Accelerated Osteogenic Differentiation and Bone Formation on Zirconia with Surface Grooves Created with Fiber Laser Irradiation.

Abstract

Modification of the surface topography of biomaterials is a critical factor for the proliferation and differentiation of osteoblasts. Elucidating the biological response to surface roughening is necessary for clinical application of zirconia implants. To investigate the effects of fiber laser-induced zirconia surface roughening on cultured osteoblast-like cell morphology, proliferation, differentiation, and calcification, and on in vivo bone formation. Sixty-six machine-surfaced yttria-tetragonal zirconia polycrystal plates (S-Zr) and 16 machine-surfaced implants were used as controls.

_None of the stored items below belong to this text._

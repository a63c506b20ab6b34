//! Summarize who contributed what to a set of GitHub repositories.
#![cfg_attr(coverage_nightly, feature(coverage_attribute))]

use contrib_report_lib::{Host, run};
use std::io::{Write, stderr, stdout};

/// Exit code for configuration errors and failed report writes.
const FAILURE_EXIT_CODE: i32 = 1;

/// Host backed by the process's standard streams.
#[derive(Debug, Clone, Default)]
pub struct ProcessHost;

#[cfg_attr(coverage_nightly, coverage(off))]
impl Host for ProcessHost {
    fn output(&mut self) -> impl Write {
        stdout()
    }

    fn error(&mut self) -> impl Write {
        stderr()
    }

    fn exit(&mut self, code: i32) {
        std::process::exit(code);
    }
}

#[tokio::main]
#[cfg_attr(coverage_nightly, coverage(off))]
async fn main() {
    let mut host = ProcessHost;
    if let Err(e) = run(&mut host, std::env::args()).await {
        let _ = writeln!(host.error(), "error: {e}");
        host.exit(FAILURE_EXIT_CODE);
    }
}
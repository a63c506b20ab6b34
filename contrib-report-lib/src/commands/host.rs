use std::io::Write;

/// Abstract the host environment to enable testing
pub trait Host: Send + Sync {
    // where to send normal output (e.g., stdout)
    fn output(&mut self) -> impl Write;

    // where to send error output (e.g., stderr)
    fn error(&mut self) -> impl Write;

    /// Terminate the process (although in a test environment this might just set a flag and return).
    fn exit(&mut self, code: i32);
}

/// Test host that captures output to in-memory buffers
#[cfg(test)]
pub struct TestHost {
    pub output_buf: Vec<u8>,
    pub error_buf: Vec<u8>,
    pub exit_code: Option<i32>,
}

#[cfg(test)]
impl TestHost {
    pub const fn new() -> Self {
        Self {
            output_buf: Vec::new(),
            error_buf: Vec::new(),
            exit_code: None,
        }
    }
}

#[cfg(test)]
impl Host for TestHost {
    fn output(&mut self) -> impl Write {
        &mut self.output_buf
    }

    fn error(&mut self) -> impl Write {
        &mut self.error_buf
    }

    fn exit(&mut self, code: i32) {
        self.exit_code = Some(code);
    }
}
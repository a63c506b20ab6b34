//! End-to-end collection against a mock GitHub API.
//!
//! These tests drive the collector over HTTP with wiremock standing in for GitHub, so
//! they exercise pagination, detail fetches, skipping, and rollups together.

use chrono::{DateTime, Duration as ChronoDuration, Utc};
use contrib_report_lib::facts::{
    ActivityWindow, ClientOptions, Collector, CollectorOptions, NoProgress, RepoOutcome, RepoSpec, RetryPolicy, format_timestamp,
};
use core::time::Duration;
use serde_json::{Value, json};
use wiremock::matchers::{method, path, query_param};
use wiremock::{Mock, MockServer, ResponseTemplate};

fn collector(server: &MockServer, page_size: u8) -> Collector {
    let options = CollectorOptions {
        client: ClientOptions {
            base_url: server.uri(),
            retry: RetryPolicy {
                max_retry_attempts: 0,
                base_delay: Duration::from_millis(1),
                request_timeout: Duration::from_secs(5),
            },
            max_concurrent_requests: 4,
            max_rate_limit_wait: Duration::from_millis(50),
        },
        page_size,
        lookahead_pages: 1,
    };

    Collector::new("test-token", options, NoProgress).expect("collector")
}

fn days_ago(now: DateTime<Utc>, days: i64) -> String {
    format_timestamp(now - ChronoDuration::days(days))
}

fn commit_json(server: &MockServer, repo: &str, sha: &str, author: &str, date: &str) -> Value {
    json!({
        "sha": sha,
        "commit": { "author": { "name": author, "date": date }, "message": format!("change {sha}") },
        "html_url": format!("https://github.com/{repo}/commit/{sha}"),
        "url": format!("{}/repos/{repo}/commits/{sha}", server.uri()),
    })
}

fn pull_json(number: u64, author: &str, created_at: &str, closed_at: &str) -> Value {
    json!({
        "number": number,
        "title": format!("PR {number}"),
        "state": "closed",
        "user": { "login": author },
        "head": { "ref": format!("feature-{number}") },
        "base": { "ref": "main" },
        "created_at": created_at,
        "closed_at": closed_at,
    })
}

async fn mount_json(server: &MockServer, url_path: &str, body: Value) {
    Mock::given(method("GET"))
        .and(path(url_path))
        .respond_with(ResponseTemplate::new(200).set_body_json(body))
        .mount(server)
        .await;
}

async fn mount_branch_commits(server: &MockServer, repo: &str, branch: &str, body: Value) {
    Mock::given(method("GET"))
        .and(path(format!("/repos/{repo}/commits")))
        .and(query_param("sha", branch))
        .respond_with(ResponseTemplate::new(200).set_body_json(body))
        .mount(server)
        .await;
}

async fn mount_detail(server: &MockServer, repo: &str, sha: &str, additions: u64, deletions: u64, files: usize) {
    mount_json(
        server,
        &format!("/repos/{repo}/commits/{sha}"),
        json!({
            "stats": { "additions": additions, "deletions": deletions, "total": additions + deletions },
            "files": vec![json!({ "filename": "x" }); files],
        }),
    )
    .await;
}

#[tokio::test]
async fn test_commit_on_two_branches_yields_two_rows() {
    let server = MockServer::start().await;
    let now = Utc::now();
    let date = days_ago(now, 2);
    let commit = commit_json(&server, "octo/hello", "abc123", "Alice", &date);

    mount_json(&server, "/repos/octo/hello/branches", json!([{ "name": "main" }, { "name": "dev" }])).await;
    mount_branch_commits(&server, "octo/hello", "main", json!([commit.clone()])).await;
    mount_branch_commits(&server, "octo/hello", "dev", json!([commit])).await;
    mount_detail(&server, "octo/hello", "abc123", 10, 2, 3).await;
    mount_json(&server, "/repos/octo/hello/pulls", json!([])).await;

    let report = collector(&server, 100)
        .collect(vec![RepoSpec::parse("octo/hello").unwrap()], &ActivityWindow::new(now, 4))
        .await;

    assert_eq!(report.commits.len(), 2);
    assert_eq!(report.commits[0].branch, "main");
    assert_eq!(report.commits[1].branch, "dev");
    assert!(report.commits.iter().all(|c| c.sha == "abc123" && c.additions == 10 && c.files_touched == 3));
    assert_eq!(&*report.commits[0].repository, "octo/hello");

    assert_eq!(report.summary.len(), 1);
    assert_eq!(report.summary[0].commits, 2);
    assert_eq!(report.summary[0].additions, 20);
    assert_eq!(report.summary[0].working_days, 1);
}

#[tokio::test]
async fn test_failed_detail_records_zero_stats() {
    let server = MockServer::start().await;
    let now = Utc::now();
    let commit = commit_json(&server, "octo/hello", "def456", "Bob", &days_ago(now, 1));

    mount_json(&server, "/repos/octo/hello/branches", json!([{ "name": "main" }])).await;
    mount_branch_commits(&server, "octo/hello", "main", json!([commit])).await;
    Mock::given(method("GET"))
        .and(path("/repos/octo/hello/commits/def456"))
        .respond_with(ResponseTemplate::new(500))
        .mount(&server)
        .await;
    mount_json(&server, "/repos/octo/hello/pulls", json!([])).await;

    let report = collector(&server, 100)
        .collect(vec![RepoSpec::parse("octo/hello").unwrap()], &ActivityWindow::new(now, 4))
        .await;

    assert_eq!(report.commits.len(), 1);
    assert_eq!(report.commits[0].additions, 0);
    assert_eq!(report.commits[0].deletions, 0);
    assert_eq!(report.commits[0].files_touched, 0);
}

#[tokio::test]
async fn test_pull_request_cutoff_is_inclusive() {
    let server = MockServer::start().await;
    let now = Utc::now();
    let cutoff = DateTime::parse_from_rfc3339("2024-06-01T00:00:00Z").unwrap().with_timezone(&Utc);
    let window = ActivityWindow::with_cutoff(cutoff, 4);

    mount_json(&server, "/repos/octo/hello/branches", json!([])).await;
    mount_json(
        &server,
        "/repos/octo/hello/pulls",
        json!([
            pull_json(3, "carol", "2024-05-30T10:00:00Z", &format_timestamp(now)),
            pull_json(2, "dave", "2024-05-20T10:00:00Z", "2024-06-01T00:00:00Z"),
            pull_json(1, "erin", "2024-05-20T10:00:00Z", "2024-05-31T23:59:59Z"),
        ]),
    )
    .await;

    let report = collector(&server, 100)
        .collect(vec![RepoSpec::parse("octo/hello").unwrap()], &window)
        .await;

    let numbers: Vec<u64> = report.pull_requests.iter().map(|pr| pr.number).collect();
    assert_eq!(numbers, vec![3, 2]);
    assert_eq!(report.pull_requests[1].wait_time, 11);
    assert_eq!(report.pull_requests[1].from_branch, "feature-2");
    assert_eq!(report.pull_requests[1].to_branch, "main");
}

#[tokio::test]
async fn test_pull_request_walk_stops_after_lookahead() {
    let server = MockServer::start().await;
    let now = Utc::now();
    let recent = days_ago(now, 1);
    let old_created = days_ago(now, 90);
    let old_closed = days_ago(now, 60);

    mount_json(&server, "/repos/octo/hello/branches", json!([])).await;

    let page2 = format!("<{}/repos/octo/hello/pulls?page=2>; rel=\"next\"", server.uri());
    let page3 = format!("<{}/repos/octo/hello/pulls?page=3>; rel=\"next\"", server.uri());
    Mock::given(method("GET"))
        .and(path("/repos/octo/hello/pulls"))
        .and(query_param("page", "3"))
        .respond_with(ResponseTemplate::new(200).set_body_json(json!([pull_json(9, "zed", &recent, &recent)])))
        .expect(0)
        .mount(&server)
        .await;
    Mock::given(method("GET"))
        .and(path("/repos/octo/hello/pulls"))
        .and(query_param("page", "2"))
        .respond_with(
            ResponseTemplate::new(200)
                .set_body_json(json!([
                    pull_json(7, "old", &old_created, &old_closed),
                    pull_json(6, "old", &old_created, &old_closed),
                ]))
                .insert_header("link", page3.as_str()),
        )
        .expect(1)
        .mount(&server)
        .await;
    Mock::given(method("GET"))
        .and(path("/repos/octo/hello/pulls"))
        .respond_with(
            ResponseTemplate::new(200)
                .set_body_json(json!([
                    pull_json(10, "alice", &recent, &recent),
                    pull_json(8, "old", &old_created, &old_closed),
                ]))
                .insert_header("link", page2.as_str()),
        )
        .mount(&server)
        .await;

    let report = collector(&server, 2)
        .collect(vec![RepoSpec::parse("octo/hello").unwrap()], &ActivityWindow::new(now, 4))
        .await;

    let numbers: Vec<u64> = report.pull_requests.iter().map(|pr| pr.number).collect();
    assert_eq!(numbers, vec![10]);
}

#[tokio::test]
async fn test_missing_repository_is_skipped() {
    let server = MockServer::start().await;
    let now = Utc::now();

    Mock::given(method("GET"))
        .and(path("/repos/octo/gone/branches"))
        .respond_with(ResponseTemplate::new(404))
        .mount(&server)
        .await;
    mount_json(&server, "/repos/octo/hello/branches", json!([{ "name": "main" }])).await;
    mount_branch_commits(
        &server,
        "octo/hello",
        "main",
        json!([commit_json(&server, "octo/hello", "abc", "Alice", &days_ago(now, 3))]),
    )
    .await;
    mount_detail(&server, "octo/hello", "abc", 1, 1, 1).await;
    mount_json(&server, "/repos/octo/hello/pulls", json!([])).await;

    let repos = RepoSpec::parse_list("octo/gone,octo/hello").unwrap();
    let report = collector(&server, 100).collect(repos, &ActivityWindow::new(now, 4)).await;

    assert_eq!(report.outcomes.len(), 2);
    assert!(report.outcomes[0].1.is_skipped());
    assert_eq!(
        report.outcomes[1].1,
        RepoOutcome::Collected {
            commits: 1,
            pull_requests: 0,
            authors: 1
        }
    );

    let skipped: Vec<_> = report.skipped().map(|(repo, _)| repo.to_string()).collect();
    assert_eq!(skipped, vec!["octo/gone"]);
    assert!(report.commits.iter().all(|c| &*c.repository == "octo/hello"));
}

#[tokio::test]
async fn test_same_author_in_two_repositories_gets_two_rollups() {
    let server = MockServer::start().await;
    let cutoff = DateTime::parse_from_rfc3339("2024-05-01T00:00:00Z").unwrap().with_timezone(&Utc);
    let window = ActivityWindow::with_cutoff(cutoff, 4);

    let one = [
        ("a1", "2024-06-03T09:00:00Z"),
        ("a2", "2024-06-03T15:00:00Z"),
        ("a3", "2024-06-04T10:00:00Z"),
    ];
    let two = [("b1", "2024-06-05T10:00:00Z")];

    for (repo, commits) in [("octo/one", &one[..]), ("octo/two", &two[..])] {
        mount_json(&server, &format!("/repos/{repo}/branches"), json!([{ "name": "main" }])).await;
        let listing: Vec<Value> = commits
            .iter()
            .map(|(sha, date)| commit_json(&server, repo, sha, "Alice", date))
            .collect();
        mount_branch_commits(&server, repo, "main", Value::Array(listing)).await;
        for (sha, _) in commits {
            mount_detail(&server, repo, sha, 4, 1, 2).await;
        }
    }
    mount_json(
        &server,
        "/repos/octo/one/pulls",
        json!([pull_json(1, "Alice", "2024-06-01T00:00:00Z", "2024-06-02T00:00:00Z")]),
    )
    .await;
    mount_json(&server, "/repos/octo/two/pulls", json!([])).await;

    let repos = RepoSpec::parse_list("octo/one, octo/two").unwrap();
    let report = collector(&server, 100).collect(repos, &window).await;

    assert_eq!(report.summary.len(), 2);
    assert!(report.summary.iter().all(|row| row.author == "Alice"));

    let commits: Vec<u64> = report.summary.iter().map(|row| row.commits).collect();
    let working_days: Vec<u64> = report.summary.iter().map(|row| row.working_days).collect();
    let prs: Vec<u64> = report.summary.iter().map(|row| row.prs).collect();
    assert_eq!(commits, vec![3, 1]);
    assert_eq!(working_days, vec![2, 1]);
    assert_eq!(prs, vec![1, 0]);
    assert_eq!(report.collected().count(), 2);
}
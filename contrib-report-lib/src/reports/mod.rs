//! Report generation for collected contribution activity
//!
//! # Implementation Model
//!
//! Two generators are provided, each accessed through a `generate` function:
//! - **Excel**: Native .xlsx workbook with `Commits`, `Pull Requests`, and `Summary` sheets
//! - **Console**: Short per-repository summary lines for the terminal
//!
//! Both operate on the same [`ActivityReport`](crate::facts::ActivityReport), so the rows in
//! the workbook and the counts on the console always agree.

mod console;
mod excel;

pub use console::{generate as generate_console, generate_skipped as generate_console_skipped};
pub use excel::generate as generate_xlsx;
use crate::Result;
use crate::facts::{ActivityReport, format_timestamp};
use rust_xlsxwriter::{DocProperties, Format, Note, Workbook, Worksheet};
use std::io::Write;

/// Longest text a single Excel cell accepts.
const MAX_CELL_CHARS: usize = 32_767;

const COMMIT_HEADERS: [&str; 11] = [
    "sha",
    "author",
    "message",
    "additions",
    "deletions",
    "files_touched",
    "date",
    "branch",
    "repository",
    "url",
    "URL",
];

const PULL_REQUEST_HEADERS: [&str; 10] = [
    "number",
    "title",
    "author",
    "from_branch",
    "to_branch",
    "additions",
    "deletions",
    "created_at",
    "closed_at",
    "wait_time",
];

/// Pull request columns the listing endpoint never fills in.
const PULL_REQUEST_UNREPORTED_COLUMNS: [u16; 2] = [5, 6];

const UNREPORTED_LINE_COUNT_NOTE: &str =
    "GitHub's pull request listing does not include line counts, so this column is 0 unless the API supplied a value.";

const SUMMARY_HEADERS: [&str; 7] = ["author", "commits", "additions", "deletions", "files_touched", "prs", "working_days"];

/// Write the report as an xlsx workbook with the `Commits`, `Pull Requests`, and `Summary` sheets.
///
/// Sheets carry a header row even when they have no data rows. Which repositories were
/// collected and which were skipped is recorded in the document comment.
#[expect(unused_results, reason = "rust_xlsxwriter methods return &mut Worksheet for chaining")]
pub fn generate<W: Write>(report: &ActivityReport, writer: &mut W) -> Result<()> {
    let mut workbook = Workbook::new();

    let properties = DocProperties::new()
        .set_author("contrib-report")
        .set_title("Contributions report")
        .set_comment(repository_comment(report));
    workbook.set_properties(&properties);

    let bold_format = Format::new().set_bold();

    let worksheet = workbook.add_worksheet().set_name("Commits")?;
    write_header(worksheet, &COMMIT_HEADERS, &bold_format)?;
    for (row, commit) in (1u32..).zip(&report.commits) {
        worksheet.write_string(row, 0, &commit.sha)?;
        worksheet.write_string(row, 1, &commit.author)?;
        worksheet.write_string(row, 2, cell_text(&commit.message))?;
        write_count(worksheet, row, 3, commit.additions)?;
        write_count(worksheet, row, 4, commit.deletions)?;
        write_count(worksheet, row, 5, commit.files_touched)?;
        worksheet.write_string(row, 6, format_timestamp(commit.date))?;
        worksheet.write_string(row, 7, &commit.branch)?;
        worksheet.write_string(row, 8, commit.repository.as_ref())?;
        worksheet.write_string(row, 9, &commit.url)?;
        if worksheet.write_url_with_text(row, 10, commit.url.as_str(), "View Commit").is_err() {
            worksheet.write_string(row, 10, "View Commit")?;
        }
    }
    worksheet.set_freeze_panes(1, 0)?;
    worksheet.autofit();

    let worksheet = workbook.add_worksheet().set_name("Pull Requests")?;
    write_header(worksheet, &PULL_REQUEST_HEADERS, &bold_format)?;
    let note = Note::new(UNREPORTED_LINE_COUNT_NOTE).set_author("contrib-report");
    for col in PULL_REQUEST_UNREPORTED_COLUMNS {
        worksheet.insert_note(0, col, &note)?;
    }
    for (row, pull) in (1u32..).zip(&report.pull_requests) {
        write_count(worksheet, row, 0, pull.number)?;
        worksheet.write_string(row, 1, cell_text(&pull.title))?;
        worksheet.write_string(row, 2, &pull.author)?;
        worksheet.write_string(row, 3, &pull.from_branch)?;
        worksheet.write_string(row, 4, &pull.to_branch)?;
        write_count(worksheet, row, 5, pull.additions)?;
        write_count(worksheet, row, 6, pull.deletions)?;
        worksheet.write_string(row, 7, format_timestamp(pull.created_at))?;
        worksheet.write_string(row, 8, format_timestamp(pull.closed_at))?;
        #[expect(clippy::cast_precision_loss, reason = "Intentional conversion to f64 for Excel output")]
        worksheet.write_number(row, 9, pull.wait_time as f64)?;
    }
    worksheet.set_freeze_panes(1, 0)?;
    worksheet.autofit();

    let worksheet = workbook.add_worksheet().set_name("Summary")?;
    write_header(worksheet, &SUMMARY_HEADERS, &bold_format)?;
    for (row, rollup) in (1u32..).zip(&report.summary) {
        worksheet.write_string(row, 0, &rollup.author)?;
        write_count(worksheet, row, 1, rollup.commits)?;
        write_count(worksheet, row, 2, rollup.additions)?;
        write_count(worksheet, row, 3, rollup.deletions)?;
        write_count(worksheet, row, 4, rollup.files_touched)?;
        write_count(worksheet, row, 5, rollup.prs)?;
        write_count(worksheet, row, 6, rollup.working_days)?;
    }
    worksheet.set_freeze_panes(1, 0)?;
    worksheet.autofit();

    let data = workbook.save_to_buffer()?;
    writer.write_all(&data)?;

    Ok(())
}

#[expect(unused_results, reason = "rust_xlsxwriter methods return &mut Worksheet for chaining")]
fn write_header(worksheet: &mut Worksheet, headers: &[&str], format: &Format) -> Result<()> {
    for (col, header) in (0u16..).zip(headers) {
        worksheet.write_string_with_format(0, col, *header, format)?;
    }
    Ok(())
}

#[expect(unused_results, reason = "rust_xlsxwriter methods return &mut Worksheet for chaining")]
#[expect(clippy::cast_precision_loss, reason = "Intentional conversion to f64 for Excel output")]
fn write_count(worksheet: &mut Worksheet, row: u32, col: u16, value: u64) -> Result<()> {
    worksheet.write_number(row, col, value as f64)?;
    Ok(())
}

/// Clip text to what a cell can hold.
fn cell_text(text: &str) -> &str {
    match text.char_indices().nth(MAX_CELL_CHARS) {
        Some((end, _)) => text.split_at(end).0,
        None => text,
    }
}

fn repository_comment(report: &ActivityReport) -> String {
    let collected: Vec<String> = report.collected().map(ToString::to_string).collect();
    let skipped: Vec<String> = report
        .skipped()
        .map(|(repo, reason)| format!("{repo} ({reason})"))
        .collect();

    let mut comment = format!("Collected: {}", if collected.is_empty() { "none".to_string() } else { collected.join(", ") });
    if !skipped.is_empty() {
        comment.push_str("; Skipped: ");
        comment.push_str(&skipped.join(", "));
    }
    comment
}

We prepared 66 rough plates (R-Zr) and 16 rough implants by surface treatment using a fiber laser. MC3T3-E1 cells spread well in all directions on S-Zr, whereas elongated cells with poorly organized actin stress fibers were observed on R-Zr. Cell proliferation was significantly greater on R-Zr than on S-Zr. The Runx2 mRNA level increased time dependently in osteogenic culture condition. Alkaline phosphatase activity and osteocalcin mRNA levels were higher on R-Zr compared with S-Zr. Alizarin red S staining revealed greater calcification on R-Zr than on S-Zr. Laser treatment of zirconia implant bodies placed in rat tibiae increased the bone-implant contact ratio and removal torque considerably. Our results suggest that fiber laser irradiation produces adequate surface roughening of zirconia ceramics to support osseointegration.